The expected output is the first line of the data below and every line after it, up to and including the line containing "WHERE type = 'table'", each reproduced exactly.

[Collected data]
::::

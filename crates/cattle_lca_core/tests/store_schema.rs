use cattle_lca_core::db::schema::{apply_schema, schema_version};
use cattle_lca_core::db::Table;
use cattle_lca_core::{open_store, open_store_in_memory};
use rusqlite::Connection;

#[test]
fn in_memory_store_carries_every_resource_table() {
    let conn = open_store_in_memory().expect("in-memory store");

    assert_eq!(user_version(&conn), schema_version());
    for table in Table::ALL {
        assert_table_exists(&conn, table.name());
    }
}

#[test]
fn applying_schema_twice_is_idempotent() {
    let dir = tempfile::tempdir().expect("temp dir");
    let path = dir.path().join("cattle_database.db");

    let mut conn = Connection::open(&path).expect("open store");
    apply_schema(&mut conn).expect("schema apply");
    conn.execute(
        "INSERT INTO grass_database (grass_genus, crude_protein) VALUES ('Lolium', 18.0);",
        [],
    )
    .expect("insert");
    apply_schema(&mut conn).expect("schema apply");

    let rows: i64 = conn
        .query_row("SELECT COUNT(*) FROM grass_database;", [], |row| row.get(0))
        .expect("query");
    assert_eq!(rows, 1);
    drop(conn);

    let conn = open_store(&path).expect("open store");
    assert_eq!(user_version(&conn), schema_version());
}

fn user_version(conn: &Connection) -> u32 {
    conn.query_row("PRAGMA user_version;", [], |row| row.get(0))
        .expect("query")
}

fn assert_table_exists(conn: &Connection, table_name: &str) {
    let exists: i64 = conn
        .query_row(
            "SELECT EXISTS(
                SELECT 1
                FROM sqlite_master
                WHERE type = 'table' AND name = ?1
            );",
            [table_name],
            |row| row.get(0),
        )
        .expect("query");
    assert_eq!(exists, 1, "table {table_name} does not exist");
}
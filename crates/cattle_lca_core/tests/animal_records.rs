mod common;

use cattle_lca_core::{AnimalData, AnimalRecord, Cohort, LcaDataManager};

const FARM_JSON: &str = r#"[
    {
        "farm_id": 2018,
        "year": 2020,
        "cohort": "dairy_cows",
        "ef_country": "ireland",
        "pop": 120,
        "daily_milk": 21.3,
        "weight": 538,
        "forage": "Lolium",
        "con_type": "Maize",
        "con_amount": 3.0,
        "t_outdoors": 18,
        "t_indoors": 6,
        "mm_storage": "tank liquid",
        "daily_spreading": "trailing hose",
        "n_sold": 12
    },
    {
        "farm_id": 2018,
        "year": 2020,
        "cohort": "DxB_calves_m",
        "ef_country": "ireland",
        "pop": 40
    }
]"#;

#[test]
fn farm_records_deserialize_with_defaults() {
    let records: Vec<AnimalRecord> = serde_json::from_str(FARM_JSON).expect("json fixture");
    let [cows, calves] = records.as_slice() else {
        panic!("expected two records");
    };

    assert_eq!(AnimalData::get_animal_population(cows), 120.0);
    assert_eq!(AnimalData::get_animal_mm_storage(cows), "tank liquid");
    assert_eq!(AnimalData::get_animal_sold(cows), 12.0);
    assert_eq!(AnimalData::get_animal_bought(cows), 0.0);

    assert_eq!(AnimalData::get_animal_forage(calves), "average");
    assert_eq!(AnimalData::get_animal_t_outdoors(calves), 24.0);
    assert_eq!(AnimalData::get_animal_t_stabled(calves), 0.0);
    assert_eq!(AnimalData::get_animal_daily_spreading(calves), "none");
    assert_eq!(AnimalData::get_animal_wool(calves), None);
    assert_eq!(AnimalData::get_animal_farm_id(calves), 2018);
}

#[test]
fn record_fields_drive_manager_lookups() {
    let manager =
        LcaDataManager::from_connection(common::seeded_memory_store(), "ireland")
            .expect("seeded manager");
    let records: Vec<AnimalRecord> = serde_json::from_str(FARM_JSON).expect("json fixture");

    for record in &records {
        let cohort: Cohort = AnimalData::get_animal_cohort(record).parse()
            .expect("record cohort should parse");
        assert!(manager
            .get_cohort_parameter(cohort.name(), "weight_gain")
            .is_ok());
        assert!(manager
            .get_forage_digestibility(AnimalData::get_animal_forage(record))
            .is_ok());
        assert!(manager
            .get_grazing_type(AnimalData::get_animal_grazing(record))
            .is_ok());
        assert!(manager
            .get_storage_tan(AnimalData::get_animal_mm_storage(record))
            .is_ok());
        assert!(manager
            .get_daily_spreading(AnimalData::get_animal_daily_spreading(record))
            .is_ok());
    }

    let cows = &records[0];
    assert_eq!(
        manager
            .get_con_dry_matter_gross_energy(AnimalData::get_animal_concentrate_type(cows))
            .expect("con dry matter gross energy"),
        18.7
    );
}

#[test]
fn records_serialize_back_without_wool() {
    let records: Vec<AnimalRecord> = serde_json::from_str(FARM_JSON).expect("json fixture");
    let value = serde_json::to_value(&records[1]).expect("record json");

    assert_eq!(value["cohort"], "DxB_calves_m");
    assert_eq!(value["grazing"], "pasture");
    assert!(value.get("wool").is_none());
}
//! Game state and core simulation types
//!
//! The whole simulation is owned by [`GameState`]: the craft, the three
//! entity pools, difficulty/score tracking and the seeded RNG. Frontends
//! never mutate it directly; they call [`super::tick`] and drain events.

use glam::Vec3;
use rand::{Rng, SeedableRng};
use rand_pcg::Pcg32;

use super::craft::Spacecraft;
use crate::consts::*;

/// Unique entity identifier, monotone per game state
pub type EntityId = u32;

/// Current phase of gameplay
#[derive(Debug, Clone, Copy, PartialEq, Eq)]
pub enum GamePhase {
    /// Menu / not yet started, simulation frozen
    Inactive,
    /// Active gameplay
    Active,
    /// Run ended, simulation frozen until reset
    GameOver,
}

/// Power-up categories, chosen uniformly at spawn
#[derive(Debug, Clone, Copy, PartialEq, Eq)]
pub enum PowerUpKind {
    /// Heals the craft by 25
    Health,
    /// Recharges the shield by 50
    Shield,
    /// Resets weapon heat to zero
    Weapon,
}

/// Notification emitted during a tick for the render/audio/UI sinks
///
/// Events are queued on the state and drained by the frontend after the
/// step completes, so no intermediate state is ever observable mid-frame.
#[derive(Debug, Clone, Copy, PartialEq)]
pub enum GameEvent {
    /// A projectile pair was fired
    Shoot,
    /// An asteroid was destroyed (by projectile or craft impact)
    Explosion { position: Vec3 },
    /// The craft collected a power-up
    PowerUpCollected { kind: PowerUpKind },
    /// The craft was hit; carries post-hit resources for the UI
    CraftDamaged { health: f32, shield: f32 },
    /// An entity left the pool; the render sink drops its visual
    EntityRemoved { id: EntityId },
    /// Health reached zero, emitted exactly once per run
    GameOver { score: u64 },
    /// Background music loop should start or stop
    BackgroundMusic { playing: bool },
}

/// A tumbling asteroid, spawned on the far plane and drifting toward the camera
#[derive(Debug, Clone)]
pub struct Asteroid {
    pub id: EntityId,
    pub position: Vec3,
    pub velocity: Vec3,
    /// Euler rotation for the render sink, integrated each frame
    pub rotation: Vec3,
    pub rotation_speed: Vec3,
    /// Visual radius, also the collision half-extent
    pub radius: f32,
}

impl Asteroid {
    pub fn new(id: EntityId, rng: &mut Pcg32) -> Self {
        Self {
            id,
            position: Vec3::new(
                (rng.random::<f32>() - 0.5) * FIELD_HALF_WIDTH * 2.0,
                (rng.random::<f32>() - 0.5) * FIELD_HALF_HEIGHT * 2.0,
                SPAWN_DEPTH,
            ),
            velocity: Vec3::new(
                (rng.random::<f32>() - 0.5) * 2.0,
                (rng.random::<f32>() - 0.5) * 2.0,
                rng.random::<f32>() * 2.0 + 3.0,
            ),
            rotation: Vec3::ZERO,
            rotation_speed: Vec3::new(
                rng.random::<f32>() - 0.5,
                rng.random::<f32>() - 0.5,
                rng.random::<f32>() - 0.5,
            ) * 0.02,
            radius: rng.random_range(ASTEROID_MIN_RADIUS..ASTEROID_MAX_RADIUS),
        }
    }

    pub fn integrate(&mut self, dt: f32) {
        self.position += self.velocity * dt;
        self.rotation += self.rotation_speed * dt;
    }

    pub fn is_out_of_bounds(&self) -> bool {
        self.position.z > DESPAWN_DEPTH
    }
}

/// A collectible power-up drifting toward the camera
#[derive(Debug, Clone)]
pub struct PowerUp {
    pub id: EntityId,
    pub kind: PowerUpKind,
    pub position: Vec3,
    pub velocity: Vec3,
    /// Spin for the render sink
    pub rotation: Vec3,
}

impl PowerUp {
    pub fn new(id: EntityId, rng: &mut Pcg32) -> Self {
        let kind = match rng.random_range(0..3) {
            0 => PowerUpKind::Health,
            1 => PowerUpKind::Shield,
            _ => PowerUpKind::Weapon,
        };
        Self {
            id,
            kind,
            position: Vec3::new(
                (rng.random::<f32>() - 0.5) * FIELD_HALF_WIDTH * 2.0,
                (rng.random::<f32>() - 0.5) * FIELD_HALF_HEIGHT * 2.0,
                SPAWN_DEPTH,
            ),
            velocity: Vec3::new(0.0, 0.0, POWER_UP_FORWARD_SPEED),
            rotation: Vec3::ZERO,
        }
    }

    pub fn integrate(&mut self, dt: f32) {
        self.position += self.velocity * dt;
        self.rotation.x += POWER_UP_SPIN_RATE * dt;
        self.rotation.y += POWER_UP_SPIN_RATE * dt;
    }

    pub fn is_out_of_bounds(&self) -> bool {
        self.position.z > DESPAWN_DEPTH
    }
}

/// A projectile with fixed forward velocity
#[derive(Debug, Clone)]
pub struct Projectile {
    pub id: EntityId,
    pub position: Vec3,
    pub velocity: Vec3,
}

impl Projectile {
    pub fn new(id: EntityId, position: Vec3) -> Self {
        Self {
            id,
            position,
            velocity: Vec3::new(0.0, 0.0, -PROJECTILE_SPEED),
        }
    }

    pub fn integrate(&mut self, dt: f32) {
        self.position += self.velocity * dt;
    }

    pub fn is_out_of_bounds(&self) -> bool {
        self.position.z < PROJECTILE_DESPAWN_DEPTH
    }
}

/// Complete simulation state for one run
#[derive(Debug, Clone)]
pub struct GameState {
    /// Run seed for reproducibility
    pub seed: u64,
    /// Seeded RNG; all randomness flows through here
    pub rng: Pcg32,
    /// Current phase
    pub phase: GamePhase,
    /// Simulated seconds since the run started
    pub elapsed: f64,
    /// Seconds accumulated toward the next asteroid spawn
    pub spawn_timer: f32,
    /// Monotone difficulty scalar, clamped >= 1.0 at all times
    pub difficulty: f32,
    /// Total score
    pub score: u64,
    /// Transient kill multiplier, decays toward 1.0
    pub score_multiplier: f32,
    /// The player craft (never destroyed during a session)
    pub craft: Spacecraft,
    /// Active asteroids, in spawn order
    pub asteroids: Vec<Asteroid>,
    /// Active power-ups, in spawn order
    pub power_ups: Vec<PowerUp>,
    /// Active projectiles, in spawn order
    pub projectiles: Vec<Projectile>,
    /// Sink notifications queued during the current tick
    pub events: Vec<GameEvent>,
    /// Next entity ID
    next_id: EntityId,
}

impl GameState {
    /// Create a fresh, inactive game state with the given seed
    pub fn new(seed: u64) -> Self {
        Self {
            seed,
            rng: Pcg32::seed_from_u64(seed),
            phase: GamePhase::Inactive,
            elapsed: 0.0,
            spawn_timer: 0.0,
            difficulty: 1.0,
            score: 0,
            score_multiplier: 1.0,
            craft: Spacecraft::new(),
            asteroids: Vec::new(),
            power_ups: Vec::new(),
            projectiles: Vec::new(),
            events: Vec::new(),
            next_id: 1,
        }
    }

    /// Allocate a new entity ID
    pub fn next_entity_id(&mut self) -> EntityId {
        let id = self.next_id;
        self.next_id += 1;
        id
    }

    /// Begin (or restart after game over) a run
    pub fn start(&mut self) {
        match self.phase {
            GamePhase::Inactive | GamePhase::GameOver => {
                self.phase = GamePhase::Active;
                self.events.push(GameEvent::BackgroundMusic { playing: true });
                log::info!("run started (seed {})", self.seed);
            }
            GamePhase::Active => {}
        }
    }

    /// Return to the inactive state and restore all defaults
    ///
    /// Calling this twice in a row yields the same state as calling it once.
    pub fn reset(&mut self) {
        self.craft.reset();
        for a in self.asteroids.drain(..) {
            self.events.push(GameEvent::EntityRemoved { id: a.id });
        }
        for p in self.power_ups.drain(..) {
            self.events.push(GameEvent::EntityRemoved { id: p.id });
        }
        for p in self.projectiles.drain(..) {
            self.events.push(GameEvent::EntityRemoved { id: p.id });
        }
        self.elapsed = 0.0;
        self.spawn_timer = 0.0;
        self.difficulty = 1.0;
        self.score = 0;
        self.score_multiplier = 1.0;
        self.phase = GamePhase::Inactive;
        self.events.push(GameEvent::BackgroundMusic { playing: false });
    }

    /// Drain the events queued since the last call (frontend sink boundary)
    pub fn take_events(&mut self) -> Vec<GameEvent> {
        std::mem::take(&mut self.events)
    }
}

::::

▶ _Response box_
filename crates/cattle_lca_core/tests/store_schema.rs
use cattle_lca_core::db::schema::{apply_schema, schema_version};
use cattle_lca_core::db::Table;
use cattle_lca_core::{open_store, open_store_in_memory};
use rusqlite::Connection;

#[test]
fn in_memory_store_carries_every_resource_table() {
    let conn = open_store_in_memory().expect("in-memory store");

    assert_eq!(user_version(&conn), schema_version());
    for table in Table::ALL {
        assert_table_exists(&conn, table.name());
    }
}

#[test]
fn applying_schema_twice_is_idempotent() {
    let dir = tempfile::tempdir().expect("temp dir");
    let path = dir.path().join("cattle_database.db");

    let mut conn = Connection::open(&path).expect("open store");
    apply_schema(&mut conn).expect("schema apply");
    conn.execute(
        "INSERT INTO grass_database (grass_genus, crude_protein) VALUES ('Lolium', 18.0);",
        [],
    )
    .expect("insert");
    apply_schema(&mut conn).expect("schema apply");

    let rows: i64 = conn
        .query_row("SELECT COUNT(*) FROM grass_database;", [], |row| row.get(0))
        .expect("query");
    assert_eq!(rows, 1);
    drop(conn);

    let conn = open_store(&path).expect("open store");
    assert_eq!(user_version(&conn), schema_version());
}

fn user_version(conn: &Connection) -> u32 {
    conn.query_row("PRAGMA user_version;", [], |row| row.get(0))
        .expect("query")
}

fn assert_table_exists(conn: &Connection, table_name: &str) {
    let exists: i64 = conn
        .query_row(
            "SELECT EXISTS(
                SELECT 1
                FROM sqlite_master
                WHERE type = 'table' AND name = ?1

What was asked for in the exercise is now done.